Israel’s fighting prime minister evoked an address in the same place by Winston Churchill with the same inspiring effect. He hammered at the same theme the great Englishman brought to Washington during another crisis, 80 years ago: indispensable allies must stand together in a fight between civilization and barbarism, and since we — England in 1940, Israel today — are at the front line, you must not flag in your support: “Give us the tools,” Netanyahu quoted Churchill, “we’ll do the job.”

Benjamin Netanyahu’s speech was rousing, but it was also quietly reassuring. Such a seeming contradiction is possible: read the Psalms and you find again and again the deep confidence to stay the course against all difficulties, combined with a fierce determination to trust the Lord to bring you to success. The young Israeli soldiers who were present reminded Americans that Israel is a free country, with rights for all faiths and backgrounds, and they also were there to express the quiet strength and courage that Israel’s fight requires, as did England’s. One of the prime minister’s compatriots is a young sergeant who lost an arm and an eye protecting his men in Gaza: when fully rehabbed, Netanyahu said, he will return to the front as a tank commander.

The others, including one from a Muslim-majority village and another from an Ethiopian family, had done feats of valor no less admirable; Israel represents the fight for life against the cult of death.

Harris has, by all evidence, chosen her side; rioting and killing are fine if in service of a righteous cause, such as the destruction of a civilized society based on liberal democratic principles. This, after all, is what she labored for in cheering on and raising money for rampaging anti-American mobs during the summer of 2020, or promoting the decriminalization reforms in the judicial system that, along with the subversion of police departments’ ability to do their jobs, has contributed mightily to putting us on a path to perdition.

But Vance nowise partakes of this way of thinking; his absence from the joint session represents a serious lapse of manners or a flawed political judgment. Does he mean to reinforce his image as a Jacksonian isolationist, unmoved by the heroism of our strongest allies in their time of need? But the Jacksonian tradition in America is quick to fight as soon as a cause we can readily understand comes to our attention.

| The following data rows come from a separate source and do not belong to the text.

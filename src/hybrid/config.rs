//! Hybrid evolutionary algorithm configuration.

use crate::budget::validate_budget;
use crate::local_search::LocalSearchConfig;

#[cfg(feature = "serde")]
use serde::{Deserialize, Serialize};

/// How two parents are combined into an offspring.
#[derive(Debug, Clone, Copy, PartialEq, Eq, Default)]
#[cfg_attr(feature = "serde", derive(Serialize, Deserialize))]
pub enum Recombination {
    /// Keep the maximal sub-paths both parents share, randomly reversed,
    /// and fill up with random unused nodes, all in random order.
    #[default]
    CommonSubpaths,
    /// Keep one parent's nodes that the other parent also selects, in
    /// order, and repair by cheapest insertion.
    CommonNodesRepair,
}

/// Configuration for the hybrid evolutionary algorithm.
///
/// # Examples
///
/// ```
/// use u_selective_tsp::hybrid::{HybridConfig, Recombination};
///
/// let config = HybridConfig::default()
///     .with_population_size(10)
///     .with_recombination(Recombination::CommonNodesRepair)
///     .with_max_iterations(100);
/// assert_eq!(config.population_size, 10);
/// assert!(config.validate().is_ok());
/// ```
#[derive(Debug, Clone)]
pub struct HybridConfig {
    pub local_search: LocalSearchConfig,
    /// Elite population size.
    pub population_size: usize,
    pub recombination: Recombination,
    /// Descend from every offspring before it competes.
    pub use_local_search: bool,
    /// Number of generations.
    pub max_iterations: Option<usize>,
    /// Wall-clock limit in milliseconds.
    pub time_limit_ms: Option<u64>,
    /// Random seed (None for a fresh one).
    pub seed: Option<u64>,
}

impl Default for HybridConfig {
    fn default() -> Self {
        Self {
            local_search: LocalSearchConfig::default(),
            population_size: 20,
            recombination: Recombination::CommonSubpaths,
            use_local_search: true,
            max_iterations: Some(1000),
            time_limit_ms: None,
            seed: None,
        }
    }
}

impl HybridConfig {
    pub fn with_local_search(mut self, config: LocalSearchConfig) -> Self {
        self.local_search = config;
        self
    }

    pub fn with_population_size(mut self, n: usize) -> Self {
        self.population_size = n;
        self
    }

    pub fn with_recombination(mut self, recombination: Recombination) -> Self {
        self.recombination = recombination;
        self
    }

    pub fn with_local_search_enabled(mut self, enabled: bool) -> Self {
        self.use_local_search = enabled;
        self
    }

    /// Sets the number of generations.
    pub fn with_max_iterations(mut self, n: usize) -> Self {
        self.max_iterations = Some(n);
        self
    }

    /// Sets a time limit and drops the generation limit.
    pub fn with_time_limit_ms(mut self, ms: u64) -> Self {
        self.time_limit_ms = Some(ms);
        self.max_iterations = None;
        self
    }

    pub fn with_seed(mut self, seed: u64) -> Self {
        self.seed = Some(seed);
        self
    }

    /// Validates the configuration.
    pub fn validate(&self) -> Result<(), String> {
        validate_budget(self.time_limit_ms, self.max_iterations)?;
        if self.population_size == 0 {
            return Err("population_size must be at least 1".into());
        }
        self.local_search.validate()
    }
}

The line between Jacksonian and Wilsonian foreign policy is very clear: we go not abroad in search of dragons to destroy, says the former (which actually is a line from John Quincy Adams, who was no friend of Andrew Jackson!), and certainly not in search of strange faraway lands to turn into free and democratic societies like ours. But we never turn away from a righteous fight, either, and we get it done as quickly as possible. By contrast, the Wilsonian line, indeed from Woodrow Wilson to George W. Bush (in sharp contrast with his father), is to get us into a briar patch from which we can never extricate ourselves.

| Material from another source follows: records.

//! Move descriptions, their position-independent identities and the
//! records kept in the move cache.

use crate::tour::{Span, Tour};

/// A move addressed by tour positions. Only meaningful for the tour state
/// it was enumerated in.
#[derive(Debug, Clone, Copy, PartialEq, Eq)]
pub enum Move {
    /// Cut after positions `i` and `j` and reconnect crosswise.
    TwoOpt { i: usize, j: usize },
    /// Replace the node at `position` with the unselected `node`.
    Exchange { position: usize, node: usize },
    /// Exchange the nodes at positions `i` and `j`.
    Swap { i: usize, j: usize },
}

impl Move {
    #[inline]
    pub fn delta(&self, tour: &Tour<'_>) -> i64 {
        match *self {
            Move::TwoOpt { i, j } => tour.delta_two_opt(i, j),
            Move::Exchange { position, node } => tour.delta_exchange(position, node),
            Move::Swap { i, j } => tour.delta_swap(i, j),
        }
    }

    /// Applies the move and returns the contiguous run of positions whose
    /// node changed. A swap rewrites two positions that are not contiguous in
    /// general and reports [`Span::EMPTY`]; swaps never reach the move cache.
    pub fn apply(&self, tour: &mut Tour<'_>) -> Span {
        match *self {
            Move::TwoOpt { i, j } => tour.apply_two_opt(i, j),
            Move::Exchange { position, node } => {
                tour.apply_exchange(position, node);
                Span {
                    start: position,
                    len: 1,
                }
            }
            Move::Swap { i, j } => {
                tour.apply_swap(i, j);
                Span::EMPTY
            }
        }
    }

    /// The identity of this move in the current tour.
    pub fn key(&self, tour: &Tour<'_>) -> MoveKey {
        match *self {
            Move::TwoOpt { i, j } => two_opt_key(
                tour.node(i),
                tour.node(tour.next_index(i)),
                tour.node(j),
                tour.node(tour.next_index(j)),
            ),
            Move::Exchange { position, node } => exchange_key(
                tour.node(tour.prev_index(position)),
                tour.node(position),
                tour.node(tour.next_index(position)),
                node,
            ),
            Move::Swap { i, j } => MoveKey::Swap {
                nodes: Edge::new(tour.node(i), tour.node(j)),
            },
        }
    }
}

/// An undirected node pair with its endpoints in increasing order.
#[derive(Debug, Clone, Copy, PartialEq, Eq, Hash, PartialOrd, Ord)]
pub struct Edge(pub usize, pub usize);

impl Edge {
    #[inline]
    pub fn new(a: usize, b: usize) -> Self {
        if a <= b {
            Edge(a, b)
        } else {
            Edge(b, a)
        }
    }
}

#[inline]
fn sorted(a: Edge, b: Edge) -> [Edge; 2] {
    if a <= b {
        [a, b]
    } else {
        [b, a]
    }
}

/// Position-independent identity of a move.
///
/// A key names the edges a move removes and the edges (or neighbours) it
/// creates, so two moves with equal keys always have equal deltas. The
/// derived order is the tie-break between equally good moves.
#[derive(Debug, Clone, Copy, PartialEq, Eq, Hash, PartialOrd, Ord)]
pub enum MoveKey {
    TwoOpt {
        removed: [Edge; 2],
        added: [Edge; 2],
    },
    Exchange {
        removed: usize,
        inserted: usize,
        neighbors: Edge,
    },
    Swap {
        nodes: Edge,
    },
}

/// Key of the 2-opt removing `a -> b` and `c -> d` and adding `{a, c}` and
/// `{b, d}`.
#[inline]
fn two_opt_key(a: usize, b: usize, c: usize, d: usize) -> MoveKey {
    MoveKey::TwoOpt {
        removed: sorted(Edge::new(a, b), Edge::new(c, d)),
        added: sorted(Edge::new(a, c), Edge::new(b, d)),
    }
}

#[inline]
fn exchange_key(prev: usize, removed: usize, next: usize, inserted: usize) -> MoveKey {
    MoveKey::Exchange {
        removed,
        inserted,
        neighbors: Edge::new(prev, next),
    }
}

/// An improving move remembered by node identity, so that it survives
/// changes elsewhere in the tour.
///
/// 2-opt records keep both removed edges in the direction they were
/// traversed when recorded; the move is only the same move again while
/// the tour traverses both edges in the same relative direction.
#[derive(Debug, Clone, Copy, PartialEq, Eq)]
pub enum MoveRecord {
    TwoOpt {
        first: (usize, usize),
        second: (usize, usize),
        delta: i64,
    },
    Exchange {
        prev: usize,
        removed: usize,
        next: usize,
        inserted: usize,
        delta: i64,
    },
}

/// Where a recorded edge sits in the current tour.
struct EdgeAt {
    /// Position of the edge's first node in traversal order.
    cut: usize,
    /// Whether the tour traverses the edge in its recorded direction.
    forward: bool,
}

fn locate_edge(tour: &Tour<'_>, from: usize, to: usize) -> Option<EdgeAt> {
    let p = tour.position(from)?;
    let q = tour.position(to)?;
    if tour.next_index(p) == q {
        Some(EdgeAt {
            cut: p,
            forward: true,
        })
    } else if tour.next_index(q) == p {
        Some(EdgeAt {
            cut: q,
            forward: false,
        })
    } else {
        None
    }
}

impl MoveRecord {
    /// Records `mv` as found in `tour`. Swaps are never cached.
    pub fn capture(tour: &Tour<'_>, mv: Move, delta: i64) -> Option<Self> {
        match mv {
            Move::TwoOpt { i, j } => Some(MoveRecord::TwoOpt {
                first: (tour.node(i), tour.node(tour.next_index(i))),
                second: (tour.node(j), tour.node(tour.next_index(j))),
                delta,
            }),
            Move::Exchange { position, node } => Some(MoveRecord::Exchange {
                prev: tour.node(tour.prev_index(position)),
                removed: tour.node(position),
                next: tour.node(tour.next_index(position)),
                inserted: node,
                delta,
            }),
            Move::Swap { .. } => None,
        }
    }

    #[inline]
    pub fn delta(&self) -> i64 {
        match *self {
            MoveRecord::TwoOpt { delta, .. } | MoveRecord::Exchange { delta, .. } => delta,
        }
    }

    pub fn key(&self) -> MoveKey {
        match *self {
            MoveRecord::TwoOpt {
                first: (a, b),
                second: (c, d),
                ..
            } => two_opt_key(a, b, c, d),
            MoveRecord::Exchange {
                prev,
                removed,
                next,
                inserted,
                ..
            } => exchange_key(prev, removed, next, inserted),
        }
    }

    /// Maps the record back onto `tour`, or `None` when it no longer
    /// describes an applicable move with the recorded delta.
    ///
    /// A 2-opt is stale once either edge is gone or the two edges are
    /// traversed in different relative directions. An exchange is stale
    /// once the removed node left the tour, the inserted node joined it, or
    /// the removed node's neighbours changed.
    pub fn revalidate(&self, tour: &Tour<'_>) -> Option<Move> {
        match *self {
            MoveRecord::TwoOpt {
                first: (a, b),
                second: (c, d),
                ..
            } => {
                let e1 = locate_edge(tour, a, b)?;
                let e2 = locate_edge(tour, c, d)?;
                (e1.forward == e2.forward).then_some(Move::TwoOpt {
                    i: e1.cut,
                    j: e2.cut,
                })
            }
            MoveRecord::Exchange {
                prev,
                removed,
                next,
                inserted,
                ..
            } => {
                let p = tour.position(removed)?;
                if tour.is_selected(inserted) {
                    return None;
                }
                let around = Edge::new(
                    tour.node(tour.prev_index(p)),
                    tour.node(tour.next_index(p)),
                );
                (around == Edge::new(prev, next)).then_some(Move::Exchange {
                    position: p,
                    node: inserted,
                })
            }
        }
    }
}

/// Keeps the best improving move seen so far, ordered by `(delta, key)`.
#[derive(Debug, Default)]
pub(crate) struct BestMove {
    best: Option<(i64, MoveKey, Move)>,
}

impl BestMove {
    #[inline]
    pub fn offer(&mut self, tour: &Tour<'_>, mv: Move, delta: i64) {
        if delta >= 0 {
            return;
        }
        if let Some((d, _, _)) = self.best {
            if delta > d {
                return;
            }
        }
        let key = mv.key(tour);
        if let Some((d, k, _)) = self.best {
            if delta == d && key >= k {
                return;
            }
        }
        self.best = Some((delta, key, mv));
    }

    pub fn into_move(self) -> Option<(i64, Move)> {
        self.best.map(|(delta, _, mv)| (delta, mv))
    }
}

#[cfg(test)]
mod tests {
    use super::*;
    use crate::test_utils::random_instance;

    #[test]
    fn test_two_opt_key_ignores_argument_order() {
        let instance = random_instance(16, 1);
        let tour = Tour::from_path(&instance, (0..8).collect()).unwrap();
        let a = Move::TwoOpt { i: 1, j: 5 }.key(&tour);
        let b = Move::TwoOpt { i: 5, j: 1 }.key(&tour);
        assert_eq!(a, b);
        assert_ne!(a, Move::TwoOpt { i: 1, j: 6 }.key(&tour));
    }

    #[test]
    fn test_record_survives_reversal_elsewhere() {
        let instance = random_instance(20, 2);
        let mut tour = Tour::from_path(&instance, (0..10).collect()).unwrap();
        let mv = Move::TwoOpt { i: 0, j: 4 };
        let record = MoveRecord::capture(&tour, mv, mv.delta(&tour)).unwrap();

        // Reversing positions 6..=8 leaves both edges (0,1) and (4,5) intact.
        tour.apply_two_opt(5, 8);
        let again = record.revalidate(&tour).unwrap();
        assert_eq!(again.key(&tour), record.key());
        assert_eq!(again.delta(&tour), record.delta());
    }

    #[test]
    fn test_record_stale_after_direction_flip() {
        let instance = random_instance(20, 3);
        let mut tour = Tour::from_path(&instance, (0..10).collect()).unwrap();
        let mv = Move::TwoOpt { i: 1, j: 6 };
        let record = MoveRecord::capture(&tour, mv, mv.delta(&tour)).unwrap();

        // Reverses positions 3..=7: (1,2) keeps its direction, (6,7) flips.
        tour.apply_two_opt(2, 7);
        assert!(record.revalidate(&tour).is_none());
    }

    #[test]
    fn test_record_stale_when_only_one_edge_flips() {
        let instance = random_instance(24, 4);
        let mut tour = Tour::from_path(&instance, (0..12).collect()).unwrap();
        let mv = Move::TwoOpt { i: 1, j: 8 };
        let record = MoveRecord::capture(&tour, mv, mv.delta(&tour)).unwrap();

        // Reverses positions 1..=4: edge (1,2) survives but is now walked 2 -> 1,
        // while (8,9) keeps its direction.
        tour.apply_two_opt(0, 4);
        assert!(tour.nodes()[..5] == [0, 4, 3, 2, 1]);
        assert!(record.revalidate(&tour).is_none());
    }

    #[test]
    fn test_record_valid_when_both_edges_flip() {
        let instance = random_instance(24, 5);
        let mut tour = Tour::from_path(&instance, (0..12).collect()).unwrap();
        let mv = Move::TwoOpt { i: 2, j: 4 };
        let record = MoveRecord::capture(&tour, mv, mv.delta(&tour)).unwrap();

        // Reverses positions 1..=6 so both (2,3) and (4,5) are walked backwards.
        tour.apply_two_opt(0, 6);
        let again = record.revalidate(&tour).unwrap();
        assert_eq!(again.key(&tour), record.key());
        assert_eq!(again.delta(&tour), record.delta());
    }

    #[test]
    fn test_exchange_record_staleness() {
        let instance = random_instance(12, 6);
        let mut tour = Tour::from_path(&instance, vec![0, 1, 2, 3, 4, 5]).unwrap();
        let mv = Move::Exchange {
            position: 2,
            node: 9,
        };
        let record = MoveRecord::capture(&tour, mv, mv.delta(&tour)).unwrap();
        assert_eq!(record.revalidate(&tour), Some(mv));

        tour.apply_exchange(4, 9);
        assert!(record.revalidate(&tour).is_none());
        tour.apply_exchange(4, 10);
        assert_eq!(record.revalidate(&tour), Some(mv));
        tour.apply_exchange(3, 11);
        assert!(record.revalidate(&tour).is_none());
    }

    #[test]
    fn test_apply_reports_changed_positions() {
        let instance = random_instance(12, 8);
        let mut tour = Tour::from_path(&instance, vec![0, 1, 2, 3, 4, 5]).unwrap();

        let span = Move::TwoOpt { i: 0, j: 2 }.apply(&mut tour);
        assert_eq!(span, Span { start: 1, len: 2 });
        assert_eq!(tour.nodes(), &[0, 2, 1, 3, 4, 5]);

        let exchange = Move::Exchange {
            position: 3,
            node: 7,
        };
        let span = exchange.apply(&mut tour);
        assert_eq!(span, Span { start: 3, len: 1 });
        assert_eq!(tour.nodes(), &[0, 2, 1, 7, 4, 5]);

        let span = Move::Swap { i: 1, j: 4 }.apply(&mut tour);
        assert_eq!(span, Span::EMPTY);
        assert_eq!(tour.nodes(), &[0, 4, 1, 7, 2, 5]);
        assert!(tour.is_consistent());
    }

    #[test]
    fn test_best_move_breaks_ties_by_key() {
        let instance = random_instance(12, 7);
        let tour = Tour::from_path(&instance, vec![0, 1, 2, 3, 4, 5]).unwrap();
        let low = Move::Exchange {
            position: 0,
            node: 6,
        };
        let high = Move::Exchange {
            position: 5,
            node: 6,
        };
        let (first, second) = if low.key(&tour) < high.key(&tour) {
            (low, high)
        } else {
            (high, low)
        };

        let mut best = BestMove::default();
        best.offer(&tour, second, -5);
        best.offer(&tour, first, -5);
        best.offer(&tour, second, -5);
        assert_eq!(best.into_move(), Some((-5, first)));

        let mut best = BestMove::default();
        best.offer(&tour, first, -5);
        best.offer(&tour, second, -6);
        best.offer(&tour, first, 0);
        assert_eq!(best.into_move(), Some((-6, second)));
    }
}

Vance surely knows this. He surely knows, as well, that the Trump-inspired Abraham Accords, which Netanyahu saluted in his speech, represents the best chance, after so many decades of failed solutions, to bring peace and prosperity to the Middle East. To give them a fresh momentum, with a security as well as an economic and political-diplomatic dimension, would be, as the prime minister said, a bold and grand vision for the next U.S. administration’s foreign policy.